V

Fan-Out Provisioning

Define once. Apply everywhere.

The Principle

Define once. Apply everywhere. A single identity definition produces concrete access across all downstream systems, data stores, and source code repositories. Cloud platforms, identity providers, git repositories, SaaS applications, databases, storage buckets, anything with an API. The person is defined in one place. Automation provisions them across all systems.

The Scale of the Problem

A typical enterprise employee has accounts across thirty or more systems. In the traditional model, provisioning access across all of them means thirty tickets, or one ticket with thirty subtasks, handled by different administrators at different speeds. The result is days of partial access and a persistent uncertainty about whether everything is set up.
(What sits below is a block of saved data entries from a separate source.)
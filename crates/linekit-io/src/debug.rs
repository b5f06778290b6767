//! Debug logging to a file.
//!
//! The editor logs through the `log` facade. Setting `LINEKIT_DEBUG=1` (or
//! `true`) routes those records to `tmp/linekit-debug.log` when a `tmp/`
//! directory exists, otherwise to `/tmp/linekit-debug.log`. The terminal
//! itself is never written to, since it belongs to the line being edited.

use std::fs::OpenOptions;
use std::path::{Path, PathBuf};
use std::sync::Once;

use log::LevelFilter;
use simplelog::{ConfigBuilder, WriteLogger};

static INIT: Once = Once::new();

pub const ENV_ENABLE_LOG: &str = "LINEKIT_DEBUG";

/// Whether an `LINEKIT_DEBUG` value turns logging on.
pub fn is_enabled_value(value: &str) -> bool {
    value == "true" || value == "1"
}

/// Where the log file goes.
pub fn log_path() -> PathBuf {
    if Path::new("tmp").exists() {
        PathBuf::from("tmp/linekit-debug.log")
    } else {
        PathBuf::from("/tmp/linekit-debug.log")
    }
}

/// Install the file logger if `LINEKIT_DEBUG` asks for it.
///
/// Safe to call more than once; only the first call has any effect. Does
/// nothing when another logger is already installed.
pub fn init_debug_logging() {
    INIT.call_once(|| {
        let enabled = std::env::var(ENV_ENABLE_LOG)
            .map(|value| is_enabled_value(&value))
            .unwrap_or(false);
        if !enabled {
            return;
        }

        let path = log_path();
        match OpenOptions::new().create(true).append(true).open(&path) {
            Ok(file) => {
                let config = ConfigBuilder::new().set_time_format_rfc3339().build();
                if WriteLogger::init(LevelFilter::Trace, config, file).is_ok() {
                    eprintln!("linekit debug log enabled: {}", path.display());
                }
            }
            Err(e) => {
                eprintln!("Failed to open debug log file {}: {e}", path.display());
            }
        }
    });
}

#[cfg(test)]
mod tests {
    use super::*;

    #[test]
    fn test_enabled_values() {
        assert!(is_enabled_value("1"));
        assert!(is_enabled_value("true"));
        assert!(!is_enabled_value("0"));
        assert!(!is_enabled_value("yes"));
    }

    #[test]
    fn test_log_path_file_name() {
        assert_eq!(
            log_path().file_name().and_then(|n| n.to_str()),
            Some("linekit-debug.log")
        );
    }
}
Git repository permissions and cloud platform permissions are especially tightly coupled. An engineer who can merge to the main branch should have corresponding cloud permissions to deploy. An engineer who loses cloud access should lose the ability to push to protected branches. When these systems are provisioned independently, they drift apart. Someone gets deploy access but no repository write access, or the reverse.

Fan-out provisioning addresses this. A single definition: a person, their team, their role: is the input. The output is coordinated provisioning across each system that role touches, simultaneously and consistently. Git and cloud permissions are provisioned together because they derive from the same definition.

The Mapping Layer

Between the abstract role and the concrete system sits a mapping layer. “Senior backend engineer on the payments team” is abstract. What that means in each downstream system is concrete and specific: a set of permissions in one cloud platform, write access to the payments source code repositories, read access to the payments database, membership in a code review group, a seat in a SaaS application.
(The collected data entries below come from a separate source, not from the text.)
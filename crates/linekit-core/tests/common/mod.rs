// Shared helpers for the linekit-core integration tests: a scripted terminal
// and a small emulator that replays the editor's output onto screen rows.

#![allow(dead_code)]

use std::collections::VecDeque;
use std::sync::atomic::{AtomicBool, AtomicUsize, Ordering};
use std::sync::Arc;

use linekit_core::{
    ConsoleInput, ConsoleOutput, ConsoleResult, Key, KeyEvent, RawModeGuard, SignalBridge,
    TerminalSignal,
};

/// Interprets printable characters, backspace, bell and newline.
///
/// Rows are unbounded in width so that drawing past the screen edge shows up
/// in assertions instead of being hidden by wrapping.
#[derive(Debug, Default)]
pub struct LineEmulator {
    rows: Vec<Vec<char>>,
    column: usize,
    bells: usize,
}

impl LineEmulator {
    pub fn new() -> Self {
        Self {
            rows: vec![Vec::new()],
            column: 0,
            bells: 0,
        }
    }

    pub fn feed(&mut self, text: &str) {
        for ch in text.chars() {
            match ch {
                '\x08' => self.column = self.column.saturating_sub(1),
                '\x07' => self.bells += 1,
                '\n' => {
                    self.rows.push(Vec::new());
                    self.column = 0;
                }
                '\r' => self.column = 0,
                ch => {
                    let row = self.rows.last_mut().expect("emulator always has a row");
                    if row.len() <= self.column {
                        row.resize(self.column + 1, ' ');
                    }
                    row[self.column] = ch;
                    self.column += 1;
                }
            }
        }
    }

    /// The row the cursor is on, trailing blanks trimmed.
    pub fn line(&self) -> String {
        self.row(self.rows.len() - 1)
    }

    pub fn row(&self, index: usize) -> String {
        let text: String = self.rows[index].iter().collect();
        text.trim_end().to_string()
    }

    pub fn rows(&self) -> Vec<String> {
        (0..self.rows.len()).map(|i| self.row(i)).collect()
    }

    pub fn row_count(&self) -> usize {
        self.rows.len()
    }

    pub fn column(&self) -> usize {
        self.column
    }

    pub fn bells(&self) -> usize {
        self.bells
    }
}

/// A terminal fed from a key script.
pub struct ScriptedTerminal {
    keys: VecDeque<KeyEvent>,
    pub output: String,
    pub screen: LineEmulator,
    pub interactive: bool,
    pub raised: Vec<TerminalSignal>,
    raw_mode: Arc<AtomicBool>,
    raw_entries: Arc<AtomicUsize>,
}

impl ScriptedTerminal {
    pub fn new() -> Self {
        Self {
            keys: VecDeque::new(),
            output: String::new(),
            screen: LineEmulator::new(),
            interactive: true,
            raised: Vec::new(),
            raw_mode: Arc::new(AtomicBool::new(false)),
            raw_entries: Arc::new(AtomicUsize::new(0)),
        }
    }

    pub fn with_keys(events: Vec<KeyEvent>) -> Self {
        let mut terminal = Self::new();
        terminal.push_keys(events);
        terminal
    }

    pub fn push_keys(&mut self, events: Vec<KeyEvent>) {
        self.keys.extend(events);
    }

    pub fn take_output(&mut self) -> String {
        std::mem::take(&mut self.output)
    }

    pub fn remaining_keys(&self) -> usize {
        self.keys.len()
    }

    pub fn in_raw_mode(&self) -> bool {
        self.raw_mode.load(Ordering::SeqCst)
    }

    pub fn raw_mode_entries(&self) -> usize {
        self.raw_entries.load(Ordering::SeqCst)
    }
}

impl ConsoleInput for ScriptedTerminal {
    fn is_interactive(&self) -> bool {
        self.interactive
    }

    fn enable_raw_mode(&mut self) -> ConsoleResult<RawModeGuard> {
        self.raw_mode.store(true, Ordering::SeqCst);
        self.raw_entries.fetch_add(1, Ordering::SeqCst);
        let flag = Arc::clone(&self.raw_mode);
        Ok(RawModeGuard::new(
            move || flag.store(false, Ordering::SeqCst),
            "scripted".to_string(),
        ))
    }

    fn read_key(&mut self) -> ConsoleResult<Option<KeyEvent>> {
        Ok(self.keys.pop_front())
    }
}

impl ConsoleOutput for ScriptedTerminal {
    fn write_text(&mut self, text: &str) -> ConsoleResult<()> {
        self.output.push_str(text);
        self.screen.feed(text);
        Ok(())
    }

    fn flush(&mut self) -> ConsoleResult<()> {
        Ok(())
    }
}

impl SignalBridge for ScriptedTerminal {
    fn raise(&mut self, signal: TerminalSignal) -> ConsoleResult<()> {
        self.raised.push(signal);
        Ok(())
    }
}

/// One event per character of `text`.
pub fn typed(text: &str) -> Vec<KeyEvent> {
    text.chars().map(KeyEvent::char).collect()
}

pub fn key(key: Key) -> KeyEvent {
    KeyEvent::key(key)
}

/// `text` followed by Enter.
pub fn line(text: &str) -> Vec<KeyEvent> {
    let mut events = typed(text);
    events.push(key(Key::Enter));
    events
}

/// Make control bytes readable in snapshots.
pub fn visible(output: &str) -> String {
    output
        .chars()
        .map(|ch| match ch {
            '\x08' => "<BS>".to_string(),
            '\x07' => "<BEL>".to_string(),
            '\n' => "<NL>".to_string(),
            ' ' => "·".to_string(),
            ch => ch.to_string(),
        })
        .collect()
}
The abstract definition is stable. The mappings evolve as systems are added, removed, or reconfigured. A person's assignment does not need to change because a new monitoring tool was adopted or a cloud account was restructured. The mapping layer absorbs that complexity.

Portability Through Abstraction

The mapping layer is also the portability layer. Because the identity model is defined in abstract, vendor-neutral terms, concrete integrations translate that model into system-specific actions. The model reflects the organization's structure: teams, roles, policies. The integrations are pluggable: added, removed, or replaced without restructuring the model.

Organizations change their tools. Identity providers are replaced. Cloud platforms are adopted and retired. SaaS applications come and go. If the access model were coupled to a specific vendor's data structures, each tool change would require rebuilding the model. Because it is abstract, tool changes require only adding or modifying an integration.

Adopting a new platform: a new cloud provider, a new monitoring tool, a new collaboration service: is an integration task, not a model redesign. A new mapping translates existing roles into the new platform's permission model, and each current assignment automatically extends to the new system. The cost of switching vendors is bounded by the integration layer. The model: which represents years of organizational knowledge about roles, teams, and policies: is preserved.

Antipatterns

  • Each system is provisioned independently through separate tickets.
  • Adding a new tool requires restructuring the identity model.
  • Replacing an identity provider means rebuilding role definitions from scratch.
  • Access is defined differently in each downstream system.